This book uses plain, easy to understand logic to answer some of lifes big questions: Does God exist? Does He have a physical body? Is the Godhead one or three individuals? What is the purpose of life? Why do bad things happen to good people? Do we have free will, or does destiny determine our lives? The author has spent a lifetime searching for these answers in both secular and scriptural sources. Although one cannot prove, for instance, that God does or does not exist, this text will make it easier for you to formulate your own conclusions using circumstantial evidence and logical reasoning. Please set aside passions, hearsay, and assumptions to engage your mind in contemplating these questions with me. I do not believe that you will find an easier path to finding answers than this book provides.

Product Details

ISBN-13: 9781514451496
Publisher: Xlibris US
Publication date: 02/05/2016
Sold by: Barnes & Noble
Format: eBook
Pages: 104
File size: 206 KB

About the Author

Doug Zimmer has a gift for seeing things simply and more importantly, making things simple for others as well. He has a wife, Caryn, of 40 years, two children and seven grandchildren. He resides happily in the State of Georgia.

Read an Excerpt

The Big Questions Made Easy

And How Reason Leads to Faith


By Doug Zimmer

Xlibris

Copyright © 2016 Doug Zimmer
All rights reserved.
ISBN: 978-1-5144-5150-2



CHAPTER 1

Why This Book?


I applied mine heart to know, and to search, and to seek out wisdom, and the reason of things ... Ecclesiastes 7:25

(King James Version – This will be noted as KJV after this notation)

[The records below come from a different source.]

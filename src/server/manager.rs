//! Session lifecycle management.
//!
//! Owns the session map, drives materialization in detached background
//! tasks, and evicts idle sessions through a TTL sweeper.

use crate::config::CacheConfig;
use crate::db::QueryStream;
use crate::error::{PagerError, Result};
use crate::server::session::{SessionEntry, SessionStatus, StatusSnapshot};
use std::collections::HashMap;
use std::sync::{Arc, RwLock, RwLockReadGuard, RwLockWriteGuard};
use tokio_util::sync::CancellationToken;
use tracing::{debug, info, warn};

type SessionMap = HashMap<String, Arc<SessionEntry>>;

/// Manages the server-side result cache.
pub struct SessionCacheManager {
    sessions: RwLock<SessionMap>,
    config: CacheConfig,
    shutdown: CancellationToken,
}

impl SessionCacheManager {
    /// Creates a manager with the given configuration.
    pub fn new(config: CacheConfig) -> Arc<Self> {
        Arc::new(Self {
            sessions: RwLock::new(HashMap::new()),
            config,
            shutdown: CancellationToken::new(),
        })
    }

    /// Registers a session for `owner` and starts materializing `stream` in a
    /// detached background task. Returns the new session id.
    pub fn create_session(&self, owner: &str, stream: QueryStream) -> String {
        self.enforce_owner_cap(owner);

        let entry = Arc::new(SessionEntry::new(
            owner,
            stream.columns.clone(),
            stream.total_rows,
        ));
        let id = entry.id().to_string();

        write_sessions(&self.sessions).insert(id.clone(), entry.clone());
        debug!("Created session {} for owner {}", id, owner);

        let max_cached_rows = self.config.max_cached_rows;
        tokio::spawn(materialize(entry, stream, max_cached_rows));

        id
    }

    /// Returns a status snapshot, refreshing the session's idle clock.
    pub fn get_status(&self, session_id: &str) -> Result<StatusSnapshot> {
        let entry = self.session(session_id)?;
        Ok(entry.snapshot())
    }

    /// Looks up a session, refreshing its idle clock.
    pub fn session(&self, session_id: &str) -> Result<Arc<SessionEntry>> {
        let entry = read_sessions(&self.sessions)
            .get(session_id)
            .cloned()
            .ok_or_else(|| PagerError::not_found(format!("session {session_id}")))?;
        entry.touch();
        Ok(entry)
    }

    /// Requests cooperative cancellation.
    ///
    /// The materialization task observes the token at its next batch
    /// boundary and transitions the session to Cancelled; rows cached so far
    /// remain readable. Returns whether a processing session was found.
    pub fn cancel(&self, session_id: &str) -> bool {
        let Some(entry) = read_sessions(&self.sessions).get(session_id).cloned() else {
            return false;
        };
        if entry.status() != SessionStatus::Processing {
            return false;
        }
        debug!("Cancellation requested for session {}", session_id);
        entry.cancel_token().cancel();
        true
    }

    /// Releases a session's storage immediately. Idempotent.
    pub fn cleanup(&self, session_id: &str) {
        if let Some(entry) = write_sessions(&self.sessions).remove(session_id) {
            entry.cancel_token().cancel();
            debug!("Cleaned up session {}", session_id);
        }
    }

    /// Releases every session belonging to `owner`. Idempotent.
    pub fn cleanup_owner(&self, owner: &str) -> usize {
        let mut sessions = write_sessions(&self.sessions);
        let ids: Vec<String> = sessions
            .values()
            .filter(|e| e.owner() == owner)
            .map(|e| e.id().to_string())
            .collect();
        for id in &ids {
            if let Some(entry) = sessions.remove(id) {
                entry.cancel_token().cancel();
            }
        }
        if !ids.is_empty() {
            debug!("Cleaned up {} sessions for owner {}", ids.len(), owner);
        }
        ids.len()
    }

    /// Number of live sessions.
    pub fn session_count(&self) -> usize {
        read_sessions(&self.sessions).len()
    }

    /// Starts the background TTL sweeper. Call once; stopped by `close()`.
    pub fn spawn_sweeper(self: &Arc<Self>) {
        let manager = Arc::clone(self);
        tokio::spawn(async move {
            let mut ticker = tokio::time::interval(manager.config.sweep_interval());
            ticker.tick().await; // first tick completes immediately
            loop {
                tokio::select! {
                    _ = manager.shutdown.cancelled() => break,
                    _ = ticker.tick() => manager.sweep_expired(),
                }
            }
        });
    }

    /// Evicts sessions idle past the TTL window.
    pub fn sweep_expired(&self) {
        let ttl = self.config.session_ttl();
        let mut sessions = write_sessions(&self.sessions);
        let expired: Vec<String> = sessions
            .values()
            .filter(|e| e.idle_for() > ttl)
            .map(|e| e.id().to_string())
            .collect();

        for id in &expired {
            if let Some(entry) = sessions.remove(id) {
                // A still-processing session is marked Expired so its
                // materialization task stops at the next batch boundary.
                entry.transition(SessionStatus::Expired);
                entry.cancel_token().cancel();
            }
        }

        if !expired.is_empty() {
            info!("TTL sweep evicted {} idle sessions", expired.len());
        }
    }

    /// Stops the sweeper task.
    pub fn close(&self) {
        self.shutdown.cancel();
    }

    /// Evicts the owner's least recently used session when at the cap.
    fn enforce_owner_cap(&self, owner: &str) {
        let mut sessions = write_sessions(&self.sessions);
        let mut owned: Vec<Arc<SessionEntry>> = sessions
            .values()
            .filter(|e| e.owner() == owner)
            .cloned()
            .collect();

        while owned.len() >= self.config.max_sessions_per_owner {
            // Longest idle = least recently used
            let Some(lru) = owned
                .iter()
                .max_by_key(|e| e.idle_for())
                .map(|e| e.id().to_string())
            else {
                break;
            };
            if let Some(entry) = sessions.remove(&lru) {
                entry.cancel_token().cancel();
                warn!(
                    "Owner {} at session cap; evicted least recently used session {}",
                    owner, lru
                );
            }
            owned.retain(|e| e.id() != lru);
        }
    }
}

/// Materialization loop for one session.
///
/// Appends batches, checks cancellation at batch granularity, and finishes
/// with exactly one terminal status. Beyond the row cap, batches are drained
/// only to count the total.
async fn materialize(entry: Arc<SessionEntry>, mut stream: QueryStream, max_cached_rows: usize) {
    let mut total_rows = 0usize;
    let mut capped = false;

    loop {
        tokio::select! {
            biased;

            _ = entry.cancel_token().cancelled() => {
                if entry.transition(SessionStatus::Cancelled) {
                    debug!(
                        "Session {} cancelled after {} rows",
                        entry.id(),
                        entry.cached_row_count()
                    );
                }
                return;
            }

            batch = stream.batches.recv() => match batch {
                Some(Ok(batch)) => {
                    total_rows += batch.len();

                    if capped {
                        entry.progress().record_rows(batch.len());
                    } else if entry.cached_row_count() + batch.len() > max_cached_rows {
                        let room = max_cached_rows.saturating_sub(entry.cached_row_count());
                        let mut batch = batch;
                        let overflow = batch.split_off(room);
                        entry.append_rows(batch);
                        entry.progress().record_rows(overflow.len());
                        capped = true;
                        debug!(
                            "Session {} exceeded row cap of {}; counting remainder only",
                            entry.id(),
                            max_cached_rows
                        );
                    } else {
                        entry.append_rows(batch);
                    }
                }
                Some(Err(e)) => {
                    warn!("Session {} failed: {}", entry.id(), e);
                    entry.fail(e.to_string());
                    return;
                }
                None => {
                    entry.progress().finish(total_rows);
                    let status = if capped {
                        SessionStatus::SizeExceeded
                    } else {
                        SessionStatus::Completed
                    };
                    if entry.transition(status) {
                        debug!(
                            "Session {} finished as {} with {} rows",
                            entry.id(),
                            status,
                            total_rows
                        );
                    }
                    return;
                }
            }
        }
    }
}

fn read_sessions(lock: &RwLock<SessionMap>) -> RwLockReadGuard<'_, SessionMap> {
    lock.read().unwrap_or_else(|e| e.into_inner())
}

fn write_sessions(lock: &RwLock<SessionMap>) -> RwLockWriteGuard<'_, SessionMap> {
    lock.write().unwrap_or_else(|e| e.into_inner())
}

There are more than a few books that address the big questions through either faith or reason. Most are philosophical treatises that require some thought to comprehend. My desire was to address some of the important issues in life in simple terms that anyone can grasp easily. I have always had the ability to break down complex issues into easy to understand language that anyone can grasp.

My hope is to involve you, the reader, in the process as a jury using circumstantial evidence to decide about some of life's great issues. Is God real? Why a Messiah? Is the Godhead a Trinity or separate personages? Why do bad things happen to good people? What is the purpose of life? People have always struggled with these questions.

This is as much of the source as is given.